▶ Records supplied
━━━━━━━━━━━━━━━━━━━━━━━━━━━━━━

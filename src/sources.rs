//! Package-source overrides
//!
//! An ordered list of NuGet package-source locations. When present it
//! replaces the ambient `NuGet.config` sources entirely; absence (an
//! `Option<NuGetSources>` of `None` at the use sites) means "use ambient
//! configuration". The list is kept in the order given and is never
//! deduplicated.

use std::fmt;

/// Ordered set of package-source locations.
#[derive(Debug, Clone, PartialEq, Eq)]
pub struct NuGetSources(Vec<String>);

impl NuGetSources {
    /// Create a source list from explicitly supplied locations.
    pub fn new(sources: Vec<String>) -> Self {
        Self(sources)
    }

    /// Build the override from repeated `--source` options.
    ///
    /// No options given means no override, not an empty override.
    pub fn from_options(sources: &[String]) -> Option<Self> {
        if sources.is_empty() {
            None
        } else {
            Some(Self(sources.to_vec()))
        }
    }

    /// The sources in the order they were supplied.
    pub fn items(&self) -> &[String] {
        &self.0
    }
}

impl fmt::Display for NuGetSources {
    fn fmt(&self, f: &mut fmt::Formatter<'_>) -> fmt::Result {
        write!(f, "{}", self.0.join(", "))
    }
}
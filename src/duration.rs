//! Parsing of human-readable package-age strings
//!
//! The grammar is deliberately small: an unsuffixed non-negative integer is a
//! number of days, `12h` is hours, `3d` is days, `2w` is weeks. Anything else
//! does not parse.

use std::time::Duration;

const SECONDS_PER_HOUR: u64 = 60 * 60;
const SECONDS_PER_DAY: u64 = 24 * SECONDS_PER_HOUR;
const SECONDS_PER_WEEK: u64 = 7 * SECONDS_PER_DAY;

/// Parse a package-age string into a [`Duration`].
///
/// Returns `None` when the input does not match the grammar; the caller owns
/// the error message.
pub fn parse(value: &str) -> Option<Duration> {
    let value = value.trim();
    if value.is_empty() {
        return None;
    }

    let (digits, suffix) = match value.chars().last() {
        Some(c) if c.is_ascii_digit() => (value, None),
        // Split off the suffix by its own width; it need not be ASCII.
        Some(c) => (&value[..value.len() - c.len_utf8()], Some(c)),
        None => return None,
    };

    let count: u64 = digits.parse().ok()?;

    let seconds = match suffix {
        None | Some('d') => count.checked_mul(SECONDS_PER_DAY)?,
        Some('h') => count.checked_mul(SECONDS_PER_HOUR)?,
        Some('w') => count.checked_mul(SECONDS_PER_WEEK)?,
        Some(_) => return None,
    };

    Some(Duration::from_secs(seconds))
}

#[cfg(test)]
mod tests {
    use super::*;

    #[test]
    fn test_parse_zero() {
        assert_eq!(parse("0"), Some(Duration::ZERO));
    }

    #[test]
    fn test_parse_bare_integer_is_days() {
        assert_eq!(parse("7"), Some(Duration::from_secs(7 * SECONDS_PER_DAY)));
    }

    #[test]
    fn test_parse_hours() {
        assert_eq!(
            parse("12h"),
            Some(Duration::from_secs(12 * SECONDS_PER_HOUR))
        );
    }

    #[test]
    fn test_parse_days() {
        assert_eq!(parse("3d"), Some(Duration::from_secs(3 * SECONDS_PER_DAY)));
    }

    #[test]
    fn test_parse_weeks() {
        assert_eq!(
            parse("2w"),
            Some(Duration::from_secs(14 * SECONDS_PER_DAY))
        );
    }

    #[test]
    fn test_parse_garbage() {
        assert_eq!(parse("xyz"), None);
        assert_eq!(parse("3x"), None);
        assert_eq!(parse("h"), None);
        assert_eq!(parse(""), None);
        assert_eq!(parse("-3d"), None);
        assert_eq!(parse("3.5d"), None);
    }

    #[test]
    fn test_parse_non_ascii_suffix_is_rejected() {
        assert_eq!(parse("3µ"), None);
        assert_eq!(parse("µ"), None);
        assert_eq!(parse("2週"), None);
    }
}
//! # Error Handling
//!
//! Centralized error handling for `depkeeper`, built on `thiserror`.
//!
//! The error taxonomy mirrors the three failure classes the tool can hit:
//!
//! - **`Validation`**: malformed command input (duration strings, regex
//!   patterns) caught by the settings pipeline; terminal for the command and
//!   never retried.
//! - **`Path`**: malformed inputs to package-path construction (blank base or
//!   relative path); terminal for the operation that attempted to build the
//!   path.
//! - **`RestoreFailure`**: an external restore invocation did not complete
//!   successfully; aborts the remaining solutions in the batch.
//!
//! Infrastructure errors (I/O, regex compilation, glob patterns) are wrapped
//! with `#[from]` conversions. All failures surface as explicit `Result`
//! values; only the outermost command boundary converts them into a logged
//! message and an exit code.

use std::path::PathBuf;

use thiserror::Error;

/// Main error type for depkeeper operations
#[derive(Error, Debug)]
pub enum Error {
    /// Command input failed settings validation.
    #[error("Validation error: {message}")]
    Validation { message: String },

    /// A package path could not be constructed from its inputs.
    #[error("Path error: {message}")]
    Path { message: String },

    /// An external restore invocation failed for one solution file.
    #[error("Restore failed for {}: {message}", solution.display())]
    RestoreFailure { solution: PathBuf, message: String },

    /// An I/O error, wrapped from `std::io::Error`.
    #[error("I/O error: {0}")]
    Io(#[from] std::io::Error),

    /// A regular expression error, wrapped from `regex::Error`.
    #[error("Regex error: {0}")]
    Regex(#[from] regex::Error),

    /// A glob pattern error, wrapped from `glob::PatternError`.
    #[error("Glob pattern error: {0}")]
    Glob(#[from] glob::PatternError),
}

/// A convenient type alias for `Result<T, Error>`.
pub type Result<T> = std::result::Result<T, Error>;
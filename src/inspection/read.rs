//! Extraction of package references from discovered files
//!
//! Each dialect keeps its references in a different XML shape; extraction is
//! per-tag attribute scraping, which is enough for reading ids and version
//! constraints. Only the attribute form of `Version` is recognized in
//! SDK-style project files. Old-style project files carry no versions of
//! their own; their references live in the sibling `packages.config`, which
//! the scanner reports separately.

use std::fs;

use regex::Regex;
use serde::Serialize;

use crate::error::Result;
use crate::inspection::package_path::{PackagePath, PackageReferenceType};

/// One package reference: a dependency id, its version constraint, and where
/// it was declared.
#[derive(Debug, Clone, Serialize)]
pub struct PackageReference {
    pub id: String,
    pub version: String,
    pub path: PackagePath,
}

/// Read a reference file from disk and extract its package references.
pub fn read_references(path: &PackagePath) -> Result<Vec<PackageReference>> {
    let content = fs::read_to_string(path.full_path())?;
    extract(&content, path)
}

/// Extract package references from file content already in memory.
pub fn extract(content: &str, path: &PackagePath) -> Result<Vec<PackageReference>> {
    match path.reference_type() {
        PackageReferenceType::ProjectFile => {
            extract_tags(content, path, r"<PackageReference\b[^>]*>", "Include|Update", "Version")
        }
        PackageReferenceType::PackagesConfig => {
            extract_tags(content, path, r"<package\b[^>]*>", "id", "version")
        }
        PackageReferenceType::Nuspec => {
            extract_tags(content, path, r"<dependency\b[^>]*>", "id", "version")
        }
        PackageReferenceType::ProjectFileOldStyle => Ok(Vec::new()),
    }
}

fn extract_tags(
    content: &str,
    path: &PackagePath,
    tag_pattern: &str,
    id_attr: &str,
    version_attr: &str,
) -> Result<Vec<PackageReference>> {
    let tag = Regex::new(tag_pattern)?;
    let id = Regex::new(&format!(r#"\b(?:{})\s*=\s*"([^"]+)""#, id_attr))?;
    let version = Regex::new(&format!(r#"\b(?:{})\s*=\s*"([^"]+)""#, version_attr))?;

    let mut references = Vec::new();

    for tag_match in tag.find_iter(content) {
        let text = tag_match.as_str();
        let Some(id_capture) = id.captures(text) else {
            continue;
        };
        // Tags without a version constraint are not actionable; skip them.
        let Some(version_capture) = version.captures(text) else {
            continue;
        };

        references.push(PackageReference {
            id: id_capture[1].to_string(),
            version: version_capture[1].to_string(),
            path: path.clone(),
        });
    }

    Ok(references)
}
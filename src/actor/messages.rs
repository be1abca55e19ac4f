//! Actor Message Definitions
//!
//! Message types for inter-actor communication.
//!
//! ```text
//! WsActor --Client/Joined/Left--> PlaygroundActor --Broadcast/SendTo--> WsActor
//! FsActor --Disk--> PlaygroundActor
//! DebounceTimer --Fire--> PlaygroundActor
//! ```

use tokio::sync::oneshot;

use crate::playground::{Playground, Slot};
use crate::reload::message::{ClientMessage, ServerMessage};

/// Identifies one attached WebSocket client.
pub type ClientId = u64;

// =============================================================================
// PlaygroundActor Messages
// =============================================================================

/// Messages to the Playground Actor
#[derive(Debug)]
pub enum PlaygroundMsg {
    /// Message from an attached shell
    Client {
        client: ClientId,
        msg: ClientMessage,
    },
    /// Client finished the handshake
    Joined(ClientId),
    /// Client closed or failed a send
    Left(ClientId),
    /// A source file changed on disk
    Disk { slot: Slot, text: String },
    /// Quiet period elapsed for the given timer generation
    Fire { generation: u64 },
    /// Copy of the current state (tests and diagnostics)
    Snapshot(oneshot::Sender<Playground>),
    /// Shutdown
    Shutdown,
}

// =============================================================================
// WsActor Messages
// =============================================================================

/// Messages to WebSocket Actor
#[derive(Debug)]
pub enum WsMsg {
    /// Send to every client, optionally skipping the one that caused it
    Broadcast {
        message: ServerMessage,
        except: Option<ClientId>,
    },
    /// Send to one client
    SendTo {
        client: ClientId,
        message: ServerMessage,
    },
    /// Add client
    AddClient(std::net::TcpStream),
    /// Shutdown
    Shutdown,
}

impl WsMsg {
    pub fn broadcast(message: ServerMessage) -> Self {
        Self::Broadcast {
            message,
            except: None,
        }
    }
}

━━━━━━━━━━━━━━━━━━━━━━━━━━━━━━

▶ Problem description
Return only those lines that run from the one containing "Actor Message Definitions" through the end of the entries, keeping each exactly as written.

▶ Output of the exercise
//! Actor Message Definitions
//!
//! Message types for inter-actor communication.
//!
//! ```text
//! WsActor --Client/Joined/Left--> PlaygroundActor --Broadcast/SendTo--> WsActor
//! FsActor --Disk--> PlaygroundActor
//! DebounceTimer --Fire--> PlaygroundActor
//! ```

use tokio::sync::oneshot;

use crate::playground::{Playground, Slot};
use crate::reload::message::{ClientMessage, ServerMessage};

/// Identifies one attached WebSocket client.
pub type ClientId = u64;

// =============================================================================
// PlaygroundActor Messages
// =============================================================================

/// Messages to the Playground Actor
#[derive(Debug)]
pub enum PlaygroundMsg {
    /// Message from an attached shell
    Client {
        client: ClientId,
        msg: ClientMessage,
    },
    /// Client finished the handshake
    Joined(ClientId),
    /// Client closed or failed a send
    Left(ClientId),
    /// A source file changed on disk
    Disk { slot: Slot, text: String },
    /// Quiet period elapsed for the given timer generation
    Fire { generation: u64 },
    /// Copy of the current state (tests and diagnostics)
    Snapshot(oneshot::Sender<Playground>),
    /// Shutdown
    Shutdown,
}

// =============================================================================
// WsActor Messages
// =============================================================================

/// Messages to WebSocket Actor
#[derive(Debug)]
pub enum WsMsg {
    /// Send to every client, optionally skipping the one that caused it
    Broadcast {
        message: ServerMessage,
        except: Option<ClientId>,
    },
    /// Send to one client
    SendTo {
        client: ClientId,
        message: ServerMessage,
    },
    /// Add client
    AddClient(std::net::TcpStream),
    /// Shutdown
    Shutdown,
}

impl WsMsg {
    pub fn broadcast(message: ServerMessage) -> Self {
        Self::Broadcast {
            message,
            except: None,
        }
    }
}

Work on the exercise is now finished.